The omnibus appropriations bill littered with riders was narrowly passed by the House Friday and the Senate was expected to follow along over the weekend. While no one is exactly sure what the bill’s 1,600 pages contained, it appears the prohibition on federal action would be effective at least through Sept. 30, 2015, but it could be extended by the next congress. It’s a hastily constructed massive bill that almost none of the rank and file has had time to read, and the congressional staff will spend the next several weeks organizing it and filling in the blanks. The president has indicated his support for the government funding measure.

While characterizing the sage grouse rider as a partisan move by House Republicans to “kick the can down the road” rather than “find solutions to conserve the sagebrush landscape and the Western way of life,” a Washington, DC-based Interior spokesperson told NGI that the department “remains optimistic that conservation measures can be implemented to avoid the need to list the Greater sage grouse on ESA,” something Interior Secretary Sally Jewell reiterated to western governors at their meeting last weekend in Las Vegas (see Daily GPI, Dec. 9).

“We will continue to work with the same urgency along side our federal, state and local partners with the shared goal of reaching a ‘not warranted’ determination and providing predictability for the states, ranchers, energy developers and other stakeholders who are working to put effective conservation measures in place.”

For analysts in western states and elsewhere trying to deconstruct the rider on Friday, it was not clear what the full impact of the provision might be.
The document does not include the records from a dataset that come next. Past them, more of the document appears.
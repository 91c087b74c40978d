//! authpair API Server
//!
//! REST API server issuing and revoking access/refresh token pairs.
//!
//! Author: hephaex@gmail.com

use authpair_api::{create_router, state::AppState};
use authpair_core::{config::AppConfig, connect_store};
use std::sync::Arc;
use std::time::Duration;

fn load_config() -> anyhow::Result<AppConfig> {
    let config = match std::env::var("AUTHPAIR_CONFIG") {
        Ok(path) => AppConfig::from_file(path)?.with_env_override()?,
        Err(_) => AppConfig::from_env()?,
    };
    config.validate()?;
    Ok(config)
}

fn init_tracing(config: &AppConfig) {
    let filter = tracing_subscriber::EnvFilter::try_from_default_env().unwrap_or_else(|_| {
        format!(
            "authpair_api={level},authpair_core={level},tower_http=debug",
            level = config.logging.level
        )
        .into()
    });

    if config.logging.json_format {
        tracing_subscriber::fmt()
            .with_env_filter(filter)
            .json()
            .init();
    } else {
        tracing_subscriber::fmt().with_env_filter(filter).init();
    }
}

#[tokio::main]
async fn main() -> anyhow::Result<()> {
    let config = load_config()?;
    init_tracing(&config);

    if config.uses_dev_secret() {
        tracing::warn!("JWT_SECRET not set, using the development signing secret");
    }

    let addr = format!("{}:{}", config.server.host, config.server.port);

    // Connect the credential store
    let store = connect_store(&config.database).await?;
    tracing::info!(backend = ?config.database.backend, "Credential store ready");

    let purge_interval = Duration::from_secs(config.auth.purge_interval_secs.max(1));
    let state = Arc::new(AppState::new(config, store));

    // Periodically drop expired refresh tokens
    let purge_state = state.clone();
    tokio::spawn(async move {
        let mut ticker = tokio::time::interval(purge_interval);
        ticker.tick().await;
        loop {
            ticker.tick().await;
            if let Err(e) = purge_state.auth.purge_expired().await {
                tracing::warn!(error = %e, "Refresh token purge failed");
            }
        }
    });

    let app = create_router(state);

    // Start server
    let listener = tokio::net::TcpListener::bind(&addr).await?;
    tracing::info!("authpair API Server starting on http://{}", addr);
    tracing::info!("Swagger UI available at http://{}/swagger-ui/", addr);
    tracing::info!("OpenAPI spec at http://{}/api-docs/openapi.json", addr);

    axum::serve(listener, app).await?;

    Ok(())
}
It attempts to bar the Interior Department from moving forward on protections for both the Greater sage grouse and the Gunnison sage grouse, but for the latter, the U.S. Fish and Wildlife Service (FWS) has already finalized a rule designating the Gunnison bird as “threatened” (see Daily GPI, Nov. 14). Nothing in the rider changes that, one analyst said.
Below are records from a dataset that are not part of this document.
//! PostgreSQL credential store
//!
//! Users and refresh tokens in two tables. Email and token uniqueness are
//! enforced by the database, so concurrent writers are serialized there.

use async_trait::async_trait;
use chrono::{DateTime, Utc};
use sqlx::postgres::{PgPool, PgPoolOptions};
use sqlx::FromRow;
use uuid::Uuid;

use crate::models::{normalize_email, NewUser, RefreshTokenRecord, User};
use crate::store::CredentialStore;
use crate::{CoreError, Result};

const SCHEMA: [&str; 3] = [
    r#"
    CREATE TABLE IF NOT EXISTS users (
        id UUID PRIMARY KEY,
        email TEXT NOT NULL UNIQUE,
        password_hash TEXT NOT NULL,
        name TEXT NOT NULL,
        created_at TIMESTAMPTZ NOT NULL DEFAULT NOW()
    )
    "#,
    r#"
    CREATE TABLE IF NOT EXISTS refresh_tokens (
        token TEXT PRIMARY KEY,
        user_id UUID NOT NULL REFERENCES users(id) ON DELETE CASCADE,
        expires_at TIMESTAMPTZ NOT NULL,
        created_at TIMESTAMPTZ NOT NULL DEFAULT NOW()
    )
    "#,
    "CREATE INDEX IF NOT EXISTS idx_refresh_tokens_user_id ON refresh_tokens(user_id)",
];

/// PostgreSQL credential store
pub struct PgCredentialStore {
    pool: PgPool,
}

impl PgCredentialStore {
    /// Create a new store connection
    pub async fn connect(database_url: &str, max_connections: u32) -> Result<Self> {
        let pool = PgPoolOptions::new()
            .max_connections(max_connections)
            .connect(database_url)
            .await
            .map_err(|e| CoreError::Database(format!("PostgreSQL connection failed: {e}")))?;

        Ok(Self { pool })
    }

    /// Create from an existing pool
    pub fn from_pool(pool: PgPool) -> Self {
        Self { pool }
    }

    /// Get the connection pool
    pub fn pool(&self) -> &PgPool {
        &self.pool
    }

    /// Create tables and indexes if they do not exist
    pub async fn migrate(&self) -> Result<()> {
        for statement in SCHEMA {
            sqlx::query(statement)
                .execute(&self.pool)
                .await
                .map_err(|e| CoreError::Database(format!("Migration failed: {e}")))?;
        }
        Ok(())
    }
}

/// User row from database
#[derive(Debug, FromRow)]
struct UserRow {
    id: Uuid,
    email: String,
    password_hash: String,
    name: String,
    created_at: DateTime<Utc>,
}

impl From<UserRow> for User {
    fn from(row: UserRow) -> Self {
        User {
            id: row.id,
            email: row.email,
            password_hash: row.password_hash,
            name: row.name,
            created_at: row.created_at,
        }
    }
}

/// Refresh token row from database
#[derive(Debug, FromRow)]
struct RefreshTokenRow {
    token: String,
    user_id: Uuid,
    expires_at: DateTime<Utc>,
    created_at: DateTime<Utc>,
}

impl From<RefreshTokenRow> for RefreshTokenRecord {
    fn from(row: RefreshTokenRow) -> Self {
        RefreshTokenRecord {
            token: row.token,
            user_id: row.user_id,
            expires_at: row.expires_at,
            created_at: row.created_at,
        }
    }
}

/// Map unique violations to `Conflict`, everything else to `Database`
fn map_write_error(err: sqlx::Error, conflict: &str, context: &str) -> CoreError {
    match err.as_database_error() {
        Some(db) if db.is_unique_violation() => CoreError::Conflict(conflict.to_string()),
        Some(db) if db.is_foreign_key_violation() => {
            CoreError::NotFound("owning user".to_string())
        }
        _ => CoreError::Database(format!("{context}: {err}")),
    }
}

#[async_trait]
impl CredentialStore for PgCredentialStore {
    async fn insert_user(&self, user: NewUser) -> Result<User> {
        let email = normalize_email(&user.email);
        let user = NewUser { email, ..user }.into_user();

        let row: UserRow = sqlx::query_as(
            r#"
            INSERT INTO users (id, email, password_hash, name, created_at)
            VALUES ($1, $2, $3, $4, $5)
            RETURNING id, email, password_hash, name, created_at
            "#,
        )
        .bind(user.id)
        .bind(&user.email)
        .bind(&user.password_hash)
        .bind(&user.name)
        .bind(user.created_at)
        .fetch_one(&self.pool)
        .await
        .map_err(|e| {
            map_write_error(
                e,
                &format!("email {} already registered", user.email),
                "Failed to create user",
            )
        })?;

        Ok(row.into())
    }

    async fn find_user_by_email(&self, email: &str) -> Result<Option<User>> {
        let row: Option<UserRow> = sqlx::query_as(
            "SELECT id, email, password_hash, name, created_at FROM users WHERE email = $1",
        )
        .bind(normalize_email(email))
        .fetch_optional(&self.pool)
        .await
        .map_err(|e| CoreError::Database(format!("Failed to fetch user: {e}")))?;

        Ok(row.map(User::from))
    }

    async fn find_user_by_id(&self, id: Uuid) -> Result<Option<User>> {
        let row: Option<UserRow> = sqlx::query_as(
            "SELECT id, email, password_hash, name, created_at FROM users WHERE id = $1",
        )
        .bind(id)
        .fetch_optional(&self.pool)
        .await
        .map_err(|e| CoreError::Database(format!("Failed to fetch user: {e}")))?;

        Ok(row.map(User::from))
    }

    async fn insert_refresh_token(&self, record: RefreshTokenRecord) -> Result<()> {
        sqlx::query(
            "INSERT INTO refresh_tokens (token, user_id, expires_at, created_at) VALUES ($1, $2, $3, $4)",
        )
        .bind(&record.token)
        .bind(record.user_id)
        .bind(record.expires_at)
        .bind(record.created_at)
        .execute(&self.pool)
        .await
        .map_err(|e| {
            map_write_error(
                e,
                "refresh token already stored",
                "Failed to store refresh token",
            )
        })?;

        Ok(())
    }

    async fn find_refresh_token(&self, token: &str) -> Result<Option<RefreshTokenRecord>> {
        let row: Option<RefreshTokenRow> = sqlx::query_as(
            "SELECT token, user_id, expires_at, created_at FROM refresh_tokens WHERE token = $1",
        )
        .bind(token)
        .fetch_optional(&self.pool)
        .await
        .map_err(|e| CoreError::Database(format!("Failed to fetch refresh token: {e}")))?;

        Ok(row.map(RefreshTokenRecord::from))
    }

    async fn delete_refresh_token(&self, token: &str) -> Result<u64> {
        let result = sqlx::query("DELETE FROM refresh_tokens WHERE token = $1")
            .bind(token)
            .execute(&self.pool)
            .await
            .map_err(|e| CoreError::Database(format!("Failed to delete refresh token: {e}")))?;

        Ok(result.rows_affected())
    }

    async fn delete_expired_refresh_tokens(&self, now: DateTime<Utc>) -> Result<u64> {
        let result = sqlx::query("DELETE FROM refresh_tokens WHERE expires_at < $1")
            .bind(now)
            .execute(&self.pool)
            .await
            .map_err(|e| {
                CoreError::Database(format!("Failed to purge expired refresh tokens: {e}"))
            })?;

        Ok(result.rows_affected())
    }

    async fn health_check(&self) -> Result<()> {
        sqlx::query("SELECT 1")
            .execute(&self.pool)
            .await
            .map_err(|e| CoreError::Database(format!("Health check failed: {e}")))?;
        Ok(())
    }
}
A source following the issue in the Obama administration told NGI on Friday that the Congressional rider continues funding for Interior and the U.S. Department of Agriculture to conserve sage grouse habitat. In terms of the listings on ESA, FWS will continue “to collect data and conduct analyses to reach a final decision.”

The rider has no effect on developing state and federal plans for building partnerships to incentivize conservation, the source said.
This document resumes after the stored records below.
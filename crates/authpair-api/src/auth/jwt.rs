//! JWT token generation and validation
//!
//! Implements JWT-based authentication with HMAC-SHA256 signing.
//! Access and refresh tokens share the claim layout and the signing secret;
//! they differ in lifetime and in the `token_type` claim.

use authpair_core::{AuthConfig, MAX_TOKEN_TTL_SECS};
use jsonwebtoken::{decode, encode, Algorithm, DecodingKey, EncodingKey, Header, Validation};
use serde::{Deserialize, Serialize};
use std::time::{SystemTime, UNIX_EPOCH};
use thiserror::Error;
use uuid::Uuid;

/// Which half of the pair a token is
#[derive(Debug, Clone, Copy, PartialEq, Eq, Serialize, Deserialize)]
#[serde(rename_all = "lowercase")]
pub enum TokenType {
    Access,
    Refresh,
}

/// JWT Claims structure
///
/// `sub` and `email` round-trip exactly through sign and verify.
#[derive(Debug, Clone, Serialize, Deserialize, PartialEq, Eq)]
pub struct Claims {
    /// Token issuer
    pub iss: String,
    /// Subject - user ID
    pub sub: String,
    /// JWT ID - unique per issued token
    pub jti: String,
    /// Issued at timestamp (Unix epoch)
    pub iat: u64,
    /// Expiration timestamp (Unix epoch)
    pub exp: u64,
    /// User's email address
    pub email: String,
    /// Access or refresh
    pub token_type: TokenType,
}

impl Claims {
    /// Parse the subject as a user id
    pub fn user_id(&self) -> Result<Uuid, JwtError> {
        Uuid::parse_str(&self.sub).map_err(|_| JwtError::InvalidToken)
    }
}

/// JWT token generation and validation errors
#[derive(Debug, Error)]
pub enum JwtError {
    #[error("Failed to encode JWT: {0}")]
    EncodingError(#[from] jsonwebtoken::errors::Error),

    #[error("Invalid token format")]
    InvalidToken,

    #[error("Token has expired")]
    ExpiredToken,

    #[error("Invalid token signature")]
    InvalidSignature,

    #[error("Expected {expected:?} token")]
    WrongTokenType { expected: TokenType },

    #[error("System time error: {0}")]
    SystemTimeError(#[from] std::time::SystemTimeError),
}

/// Signs and verifies access and refresh tokens
///
/// Owns the signing secret for the lifetime of the process.
pub struct TokenService {
    encoding_key: EncodingKey,
    decoding_key: DecodingKey,
    validation: Validation,
    issuer: String,
    access_ttl_secs: u64,
    refresh_ttl_secs: u64,
}

impl TokenService {
    /// Create a token service from auth configuration
    pub fn new(config: &AuthConfig) -> Self {
        let mut validation = Validation::new(Algorithm::HS256);
        validation.set_issuer(&[&config.issuer]);
        validation.set_required_spec_claims(&["exp", "sub", "iss"]);
        // Expired means expired; no clock-skew grace
        validation.leeway = 0;

        Self {
            encoding_key: EncodingKey::from_secret(config.jwt_secret.as_bytes()),
            decoding_key: DecodingKey::from_secret(config.jwt_secret.as_bytes()),
            validation,
            issuer: config.issuer.clone(),
            access_ttl_secs: config.access_ttl_secs.min(MAX_TOKEN_TTL_SECS),
            refresh_ttl_secs: config.refresh_ttl_secs.min(MAX_TOKEN_TTL_SECS),
        }
    }

    /// Access token lifetime in seconds
    pub fn access_ttl_secs(&self) -> u64 {
        self.access_ttl_secs
    }

    /// Refresh token lifetime in seconds
    pub fn refresh_ttl_secs(&self) -> u64 {
        self.refresh_ttl_secs
    }

    /// Issue a short-lived access token
    ///
    /// # Example
    ///
    /// ```no_run
    /// use authpair_api::auth::jwt::TokenService;
    /// use authpair_core::{AuthConfig, MAX_TOKEN_TTL_SECS};
    /// use uuid::Uuid;
    ///
    /// let tokens = TokenService::new(&AuthConfig::default());
    /// let token = tokens
    ///     .issue_access_token(Uuid::new_v4(), "john@example.com")
    ///     .expect("Failed to issue token");
    /// ```
    pub fn issue_access_token(&self, subject: Uuid, email: &str) -> Result<String, JwtError> {
        self.sign(subject, email, TokenType::Access)
    }

    /// Issue a long-lived refresh token
    pub fn issue_refresh_token(&self, subject: Uuid, email: &str) -> Result<String, JwtError> {
        self.sign(subject, email, TokenType::Refresh)
    }

    /// Validate a token's signature, issuer and expiry, returning its claims
    pub fn verify(&self, token: &str) -> Result<Claims, JwtError> {
        let token_data = decode::<Claims>(token, &self.decoding_key, &self.validation).map_err(
            |e| match e.kind() {
                jsonwebtoken::errors::ErrorKind::ExpiredSignature => JwtError::ExpiredToken,
                jsonwebtoken::errors::ErrorKind::InvalidSignature => JwtError::InvalidSignature,
                _ => JwtError::InvalidToken,
            },
        )?;

        Ok(token_data.claims)
    }

    /// `verify`, additionally requiring the given token type
    pub fn verify_as(&self, token: &str, expected: TokenType) -> Result<Claims, JwtError> {
        let claims = self.verify(token)?;
        if claims.token_type != expected {
            return Err(JwtError::WrongTokenType { expected });
        }
        Ok(claims)
    }

    fn sign(&self, subject: Uuid, email: &str, token_type: TokenType) -> Result<String, JwtError> {
        let now = SystemTime::now().duration_since(UNIX_EPOCH)?.as_secs();
        let ttl_secs = match token_type {
            TokenType::Access => self.access_ttl_secs,
            TokenType::Refresh => self.refresh_ttl_secs,
        };

        let claims = Claims {
            iss: self.issuer.clone(),
            sub: subject.to_string(),
            jti: Uuid::new_v4().to_string(),
            iat: now,
            exp: now.saturating_add(ttl_secs),
            email: email.to_string(),
            token_type,
        };

        let token = encode(&Header::new(Algorithm::HS256), &claims, &self.encoding_key)?;
        Ok(token)
    }
}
A sage grouse adviser for one of the western governors indicated Friday that the states are satisfied with the ongoing process of working with the federal Bureau of Land Management (BLM) and various stakeholder groups to find a common resolution that will avoid an ESA listing.

Regarding the Greater sage grouse in eight states and covering 48 million acres, federal and state officials have been working toward a resolution dating back to when Ken Salazar was heading Interior aiming for a court-mandated deadline of Sept. 15, 2015. “So the question with this rider is can they wait to do a final rule on Sept. 30, 2015? The rider doesn’t prevent Interior from continuing to work with the states,” he said. “Overall, everyone is sort of shaking their heads, asking ‘what does all this mean?’ [given the rider].”

Under the ESA, a species is listed as threatened if it is likely to become an endangered species within the foreseeable future throughout all or a significant portion of its range. It can take years to be removed from a threatened listing by the FWS. The most perilous listing of “endangered” is given if a species is in danger of extinction throughout all or a significant portion of its range. It may take decades to be removed from the endangered list.

Since being proposed last year for listing, estimates on the annual cost of conservation of the Gunnison sage grouse found in parts of a 1.7 million-acre area in the two states is $290 million (see Daily GPI, Sept. 20, 2013). The Gunnison sage grouse is impactful on oil/gas operations, but to a much lesser extent than the Greater sage grouse.